What would Israel look like if Rabin had lived?
I count myself among those who still can’t help but wonder. It’s the question I return to whenever new rounds of violence, like the current one, erupt and people — on both sides of the conflict — suffer. It’s the question I consider when I approach anniversaries of his death — and mourn the loss of what could have been. It’s the question I hold onto whenever people say peace in that part of the world is impossible.
I want them to know that it wasn’t always this way. That some of us believe that under Rabin change could have come — and that, under the right circumstances, it still could.

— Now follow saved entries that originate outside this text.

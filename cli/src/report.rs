use anyhow::Result;
use clap::ValueEnum;
use tabled::settings::object::Rows;
use tabled::settings::{Color, Modify, Style};
use tabled::{Table, Tabled};
use workdays_core::{DateRecord, ReportDto};

#[derive(Clone, Copy, Debug, Default, PartialEq, Eq, ValueEnum)]
pub enum OutputFormat {
    #[default]
    Text,
    Table,
    Json,
}

#[derive(Tabled)]
struct CounterRow {
    #[tabled(rename = "Counter")]
    name: &'static str,
    #[tabled(rename = "Days")]
    value: u32,
}

#[derive(Tabled)]
struct DateRow {
    #[tabled(rename = "Date")]
    date: String,
    #[tabled(rename = "Kind")]
    kind: &'static str,
    #[tabled(rename = "Description")]
    desc: String,
}

pub fn render(dto: &ReportDto, format: OutputFormat) -> Result<String> {
    match format {
        OutputFormat::Text => Ok(render_text(dto)),
        OutputFormat::Table => Ok(render_table(dto)),
        OutputFormat::Json => Ok(serde_json::to_string_pretty(dto)?),
    }
}

pub fn render_text(dto: &ReportDto) -> String {
    let s = &dto.stats;
    format!(
        "Report between {} and {}\n \
         - total days: {}  ({:.1} weeks)\n \
         - working days: {}\n \
         - total off days: {}\n \
         - holidays: {} falling on working weekdays\n \
         - vacations: {} days\n",
        dto.start_label(),
        dto.end_label(),
        s.total_days,
        dto.weeks,
        s.working_days,
        s.off_days,
        s.relevant_holidays,
        s.vacations_on_working_day,
    )
}

fn date_rows<'a>(records: &'a [DateRecord], kind: &'static str) -> impl Iterator<Item = DateRow> + 'a {
    records.iter().map(move |r| DateRow {
        date: r.date.format("%Y-%m-%d (%a)").to_string(),
        kind,
        desc: r.description.clone(),
    })
}

pub fn render_table(dto: &ReportDto) -> String {
    let rows: Vec<CounterRow> = dto
        .stats
        .entries()
        .into_iter()
        .map(|(name, value)| CounterRow { name, value })
        .collect();

    let mut counters = Table::new(rows);
    counters
        .with(Style::modern())
        .with(Modify::new(Rows::first()).with(Color::FG_CYAN));

    let mut out = format!(
        "\x1b[1;36mReport between {} and {}\x1b[0m (work days: {})\n{}\n",
        dto.start_label(),
        dto.end_label(),
        dto.work_days.join(","),
        counters
    );

    let dates: Vec<DateRow> = date_rows(&dto.holidays, "holiday")
        .chain(date_rows(&dto.vacations, "vacation"))
        .collect();
    if !dates.is_empty() {
        let mut listing = Table::new(dates);
        listing
            .with(Style::modern())
            .with(Modify::new(Rows::first()).with(Color::FG_CYAN));
        out.push_str(&format!("{}\n", listing));
    }
    out
}
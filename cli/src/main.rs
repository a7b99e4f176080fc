mod logging;
mod report;

use std::path::PathBuf;

use anyhow::Result;
use chrono::NaiveDate;
use clap::Parser;
use tracing::{debug, warn};
use workdays_core::{parse_date_arg, Config, FileDateSpecSource, ReportService, WorkPattern};

use crate::report::{render, OutputFormat};

#[derive(Parser)]
#[command(name = "workdays", version)]
#[command(about = "Count working days, holidays and vacations between two dates", long_about = None)]
struct Cli {
    /// Produce a basic report of the period between two dates (ISO dates or `today`)
    #[arg(long, num_args = 2, value_names = ["START", "END"], value_parser = parse_date_arg)]
    report: Option<Vec<NaiveDate>>,

    /// File containing holiday dates
    #[arg(long)]
    holidays_file: Option<PathBuf>,

    /// File containing vacation dates
    #[arg(long)]
    vacations_file: Option<PathBuf>,

    /// Comma-separated worked weekdays, e.g. `mon,tue,wed,thu`
    #[arg(long)]
    work_days: Option<String>,

    /// Path to a TOML config file
    #[arg(long)]
    config: Option<PathBuf>,

    /// Output format
    #[arg(long, value_enum, default_value_t = OutputFormat::Text)]
    format: OutputFormat,

    /// Increase verbosity (-v info, -vv debug, -vvv trace)
    #[arg(short, long, action = clap::ArgAction::Count)]
    verbose: u8,

    /// Don't warn about invalid dates in date files
    #[arg(short, long)]
    quiet: bool,
}

fn open_source(
    path: Option<PathBuf>,
    flag: &str,
    kind: &str,
    quiet: bool,
) -> Result<Option<FileDateSpecSource>> {
    match path {
        Some(p) => Ok(Some(FileDateSpecSource::new(p, quiet)?)),
        None => {
            warn!("No {} file provided. Use --{} to provide one", kind, flag);
            Ok(None)
        }
    }
}

fn main() -> Result<()> {
    let cli = Cli::parse();
    logging::init(cli.verbose);

    let config = Config::load(cli.config.as_deref())?;
    debug!(?config, "effective config");

    let pattern = match &cli.work_days {
        Some(list) => WorkPattern::parse_list(list)?,
        None => config.work_pattern()?,
    };

    let Some(dates) = cli.report else {
        println!("Nothing to report. Use --report START END to produce a report.");
        return Ok(());
    };

    let holidays = open_source(
        cli.holidays_file.or(config.holidays_file),
        "holidays-file",
        "holidays",
        cli.quiet,
    )?;
    let vacations = open_source(
        cli.vacations_file.or(config.vacations_file),
        "vacations-file",
        "vacations",
        cli.quiet,
    )?;

    let service = ReportService::new(holidays, vacations, pattern);
    let dto = service.build(dates[0], dates[1])?;
    print!("{}", render(&dto, cli.format)?);

    Ok(())
}
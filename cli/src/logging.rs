use tracing_subscriber::EnvFilter;

/// Crate targets that receive log output.
const CRATE_TARGETS: &[&str] = &["workdays", "workdays_core"];

/// Initialize tracing from the `-v` count.
///
/// - 0 (none) -> warn
/// - 1 (-v)   -> info
/// - 2 (-vv)  -> debug
/// - 3+ (-vvv)-> trace
///
/// `RUST_LOG` overrides the flag if set.
pub fn init(verbosity: u8) {
    let level = match verbosity {
        0 => "warn",
        1 => "info",
        2 => "debug",
        _ => "trace",
    };

    let default_filter: String = CRATE_TARGETS
        .iter()
        .map(|t| format!("{t}={level}"))
        .collect::<Vec<_>>()
        .join(",");

    let filter =
        EnvFilter::try_from_default_env().unwrap_or_else(|_| EnvFilter::new(default_filter));

    tracing_subscriber::fmt()
        .with_env_filter(filter)
        .with_writer(std::io::stderr)
        .without_time()
        .with_target(false)
        .init();
}
use chrono::NaiveDate;
use workdays_core::{parse, report, ReportStats, WorkPattern};

const BANK_HOLIDAYS: &str = "\
2024-01-01 New Year's Day
2024-02-05 St Brigid's Day
2024-03-18 Saint Patrick's Day
2024-04-01 Easter Monday
2024-05-06 May Day
2024-06-03 June Bank Holiday
2024-08-05 August Bank Holiday
2024-10-28 October Bank Holiday
2024-12-25 Christmas Day
2024-12-26 St Stephens's Day
2025-01-01 New Year's Day
2025-02-03 St Brigid's Day
2025-03-17 Saint Patrick's Day
2025-04-21 Easter Monday
2025-05-05 May Day
2025-06-02 June Bank Holiday
2025-08-04 August Bank Holiday
2025-10-27 October Bank Holiday
2025-12-25 Christmas Day
2025-12-26 St Stephens's Day
2026-01-01 New Year's Day
2026-02-02 St Brigid's Day
2026-03-17 Saint Patrick's Day
2026-04-06 Easter Monday
2026-05-04 May Day
2026-06-01 June Bank Holiday
2026-08-03 August Bank Holiday
2026-10-26 October Bank Holiday
2026-12-25 Christmas Day
2026-12-26 St Stephens's Day
";

const VACATIONS: &str = "\
2025-04-22 4 days weekend
2025-12-20:2026-01-01 Winter vacation
";

fn day(y: i32, m: u32, d: u32) -> NaiveDate {
    NaiveDate::from_ymd_opt(y, m, d).unwrap()
}

fn run(start: NaiveDate, end: NaiveDate) -> ReportStats {
    let holidays = parse(BANK_HOLIDAYS, true);
    let vacations = parse(VACATIONS, true);
    assert_eq!(holidays.len(), 30);
    assert_eq!(vacations.len(), 14);

    let stats = report(start, end, &holidays, &vacations, &WorkPattern::default()).unwrap();
    assert_eq!(stats.total_days, stats.working_days + stats.off_days);
    assert_eq!(stats.total_days as i64, (end - start).num_days() + 1);
    stats
}

#[test]
fn easter_window() {
    assert_eq!(
        run(day(2025, 4, 4), day(2025, 4, 23)),
        ReportStats {
            total_days: 20,
            working_days: 12,
            off_days: 8,
            relevant_holidays: 1,
            total_holidays: 1,
            vacations_on_working_day: 1,
            vacations_on_holiday: 0,
            total_vacations: 1,
        }
    );
}

#[test]
fn two_quiet_weeks() {
    assert_eq!(
        run(day(2025, 4, 7), day(2025, 4, 20)),
        ReportStats {
            total_days: 14,
            working_days: 10,
            off_days: 4,
            ..Default::default()
        }
    );
}

#[test]
fn full_year_with_winter_vacation() {
    assert_eq!(
        run(day(2025, 4, 4), day(2026, 4, 23)),
        ReportStats {
            total_days: 385,
            working_days: 257,
            off_days: 128,
            relevant_holidays: 11,
            total_holidays: 11,
            vacations_on_working_day: 7,
            vacations_on_holiday: 3,
            total_vacations: 14,
        }
    );
}

#[test]
fn records_outside_window_are_ignored() {
    let stats = run(day(2027, 1, 4), day(2027, 1, 10));
    assert_eq!(stats.total_holidays, 0);
    assert_eq!(stats.total_vacations, 0);
    assert_eq!(stats.working_days, 5);
}
use anyhow::Result;
use chrono::NaiveDate;
use tracing::info;

use crate::model::work_pattern::WorkPattern;
use crate::report::report;
use crate::repository::DateSpecSource;
use crate::service::dto::ReportDto;

pub struct ReportService<H: DateSpecSource, V: DateSpecSource> {
    holidays: H,
    vacations: V,
    pattern: WorkPattern,
}

impl<H: DateSpecSource, V: DateSpecSource> ReportService<H, V> {
    pub fn new(holidays: H, vacations: V, pattern: WorkPattern) -> Self {
        Self {
            holidays,
            vacations,
            pattern,
        }
    }

    pub fn pattern(&self) -> &WorkPattern {
        &self.pattern
    }

    /// Builds the report between two dates given in either order.
    pub fn build(&self, a: NaiveDate, b: NaiveDate) -> Result<ReportDto> {
        let start = a.min(b);
        let end = a.max(b);

        let holidays = self.holidays.load()?;
        let vacations = self.vacations.load()?;
        info!(
            %start,
            %end,
            holidays = holidays.len(),
            vacations = vacations.len(),
            work_days = %self.pattern,
            "building report"
        );

        let stats = report(start, end, &holidays, &vacations, &self.pattern)?;
        Ok(ReportDto::new(start, end, &self.pattern, stats, &holidays, &vacations))
    }
}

Andrew, 45, the one who’d skipped the rally for time with his girlfriend, doesn’t share this worldview about Rabin and the opportunity lost. Peace, he says, wouldn’t have come — gunshots or not.
“The hatred of the Jewish people and the desire for our annihilation stretches back throughout history with no parallel — past or present,” he says. “‘Peace processes’ do not speak to old-fashioned, irrational Jew-hatred.”
He made aliyah, or immigrated to Israel, in 2009. He’s never subscribed to any political party — “I’m fiercely independent,” he says — but twice he has voted for Netanyahu’s Likud party.
“In Israel, it’s security first,” Andrew says. And in the face of international criticism, “Bibi’s doing everything in his power” to protect his people.
It would take something cataclysmic, “maybe a 10.0 earthquake,” to hit the restart button and see a path to peace, he says.
For the past few years he’s split his time between Israel and Boston. Life in Israel, he says, has become more of a struggle for him, what with dried-up work opportunities, language challenges and loneliness. In fact, this Thursday he is scheduled to leave Israel with no set plans to return.
“That thought is a tough one for me to accept,” he says, “but I no longer feel like my direction here is clear.”
What direction will Israelis and Palestinians choose?
Among Palestinians, support for the peace process is “hardly half of what it was in the mid-1990s,” says Shikaki, of the Palestinian Center for Policy and Survey Research. Only about a third of Palestinians today believe in diplomacy; the rest see it as futile.
While close to 80% believed in a two-state solution in the mid-1990s, Shikaki says now only 48% of Palestinians believe.
As for the other side of the equation, today 50% of Israeli Jews and 35% of Israeli Arabs believe a two-state solution is still viable. That is according to the September 2015 Peace Index, a project of the Evens Program for Mediation and Conflict Resolution at Tel Aviv University and the Guttman Center for Surveys of the Israel Democracy Institute.
Those numbers and the ongoing news headlines certainly don’t evoke great optimism — not the kind we once knew.
Twenty years ago, we were a band of wandering and wide-eyed Jews, testing out life in Israel. We’ve since scattered the globe. Our perspectives may have changed, but branded in our collective memories is a piece of history we fear others will forget.
For at least some of us, we hold out hope for the better future Rabin once imagined.